Coronary CT angiography (CTA) is emerging as a highly effective alternative imaging technique for the assessment of coronary artery disease (CAD). The rapid evolution of multidetector CT scanners has lead to major improvement in temporal resolution of image acquisition allowing high-resolution images of coronary arteries to be acquired even in patients with fast and irregular heart rate. So far the clinical value of coronary CTA was mainly enforced by its high negative predictive value allowing to exclude coronary disease with high degree of accuracy in patients with low probability for CAD. With the ability of CTA to provide anatomical and functional information of the heart and great vessels, there are numerous additional applications of CTAfor evaluating cardiac function, valvular disease, calcifications, and characterisation of vascular plaques.

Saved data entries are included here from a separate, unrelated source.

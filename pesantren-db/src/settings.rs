//! Key/value application settings with configured defaults.
//!
//! Rows in the `settings` table always win. A key without a row falls back to
//! the default supplied at construction, typically the `settings` map of
//! [`crate::config::AppConfig`]. Nothing is written until [`Settings::init`] or
//! [`Settings::set`] is called.

use std::collections::BTreeMap;

use diesel::prelude::*;
use serde_json::Value;
use tracing::{debug, info};

use crate::storage::models::Setting;
use crate::storage::schema::settings;
use crate::storage::{Json, StorageError, Store, now_millis};

#[derive(Clone)]
pub struct Settings {
    store: Store,
    defaults: BTreeMap<String, Value>,
}

impl Settings {
    pub fn new(store: Store, defaults: BTreeMap<String, Value>) -> Self {
        Self { store, defaults }
    }

    pub fn defaults(&self) -> &BTreeMap<String, Value> {
        &self.defaults
    }

    /// Persist every default that has no row yet. Existing rows are left as
    /// they are. Returns the number of rows written.
    pub async fn init(&self) -> Result<usize, StorageError> {
        let defaults = self.defaults.clone();
        let now = now_millis();
        let written = self
            .store
            .interact(move |conn| {
                conn.immediate_transaction(|conn| -> Result<usize, StorageError> {
                    let mut written = 0;
                    for (key, value) in defaults {
                        let row = Setting {
                            key,
                            value: Some(Json(value)),
                            updated_at: Some(now),
                        };
                        written += diesel::insert_into(settings::table)
                            .values(&row)
                            .on_conflict_do_nothing()
                            .execute(conn)?;
                    }
                    Ok(written)
                })
            })
            .await?;
        info!(written, "settings initialized");
        Ok(written)
    }

    /// Stored value, else the default, else `None`. A row holding SQL NULL
    /// reads as JSON `null`.
    pub async fn get(&self, key: &str) -> Result<Option<Value>, StorageError> {
        if let Some(row) = self.get_row(key).await? {
            return Ok(Some(row.value.map(|j| j.0).unwrap_or(Value::Null)));
        }
        Ok(self.defaults.get(key).cloned())
    }

    /// The stored row only, ignoring defaults.
    pub async fn get_row(&self, key: &str) -> Result<Option<Setting>, StorageError> {
        let key = key.to_string();
        self.store
            .interact(move |conn| {
                Ok(settings::table
                    .find(&key)
                    .select(Setting::as_select())
                    .first(conn)
                    .optional()?)
            })
            .await
    }

    pub async fn set(&self, key: &str, value: Value) -> Result<(), StorageError> {
        if key.is_empty() {
            return Err(StorageError::InvalidInput("setting key is empty".into()));
        }
        debug!(%key, "settings set");
        let row = Setting {
            key: key.to_string(),
            value: Some(Json(value)),
            updated_at: Some(now_millis()),
        };
        self.store
            .interact(move |conn| {
                diesel::insert_into(settings::table)
                    .values(&row)
                    .on_conflict(settings::key)
                    .do_update()
                    .set((
                        settings::value.eq(row.value.clone()),
                        settings::updated_at.eq(row.updated_at),
                    ))
                    .execute(conn)?;
                Ok(())
            })
            .await
    }

    /// Delete the row so the default applies again.
    pub async fn remove(&self, key: &str) -> Result<bool, StorageError> {
        let key = key.to_string();
        self.store
            .interact(move |conn| {
                let deleted = diesel::delete(settings::table.find(&key)).execute(conn)?;
                Ok(deleted > 0)
            })
            .await
    }

    /// Stored rows ordered by key.
    pub async fn list(&self) -> Result<Vec<Setting>, StorageError> {
        self.store
            .interact(|conn| {
                Ok(settings::table
                    .order(settings::key.asc())
                    .select(Setting::as_select())
                    .load(conn)?)
            })
            .await
    }
}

With the advent of dual energy imaging and hybrid scanners, combining PET and CT imaging modalities, additional potential applications of CTA in cardiology are predictable. The main limiting factor for broader adoption of CTA in clinical practice is the lag between conclusive clinical trials and the rapid advancement of technology that render clinical trials performed with earlier generation of machines obsolete even before the trials are completed.

Introduction

The rapid development of multi-detector CT scanners in the past decade has lead to faster acquisition capabilities at higher resolution allowing for gated images of the heart to be acquired at a rate sufficiently fast for obtaining still images at different phases of the heart cycle. This technology was rapidly adopted to generate high-resolution contrast-enhanced angiograms of the heart and coronary arteries [1,2,3,4]. While the first generation of scanners equipped with 12 and 16 rows of detectors were barely sufficient to obtain adequate images, they often failed to generate clinically interpretable images in a large proportion of patients with fast or irregular heart rate (Figure 1). With the increasing performance obtained by higher number of detectors (64 to 256 detectors) as well as the advent of scanners equipped with dual X-ray beams that can reduce acquisition time by half, the accuracy and performance of the scanners to properly visualise coronary arteries even in presence of fast and irregular heart rate have become a reality. Recent publications [5] have shown that dual source scanners can generate reliable and diagnostic-quality CT coronary angiograms even in patients with fast heart rates without beta blockade. More recent scanners using large detectors arrays allow nowadays to acquire the whole heart in a single heart beat, allowing for adequate image quality even in presence of irregular heart rate or atrial fibrillation [6].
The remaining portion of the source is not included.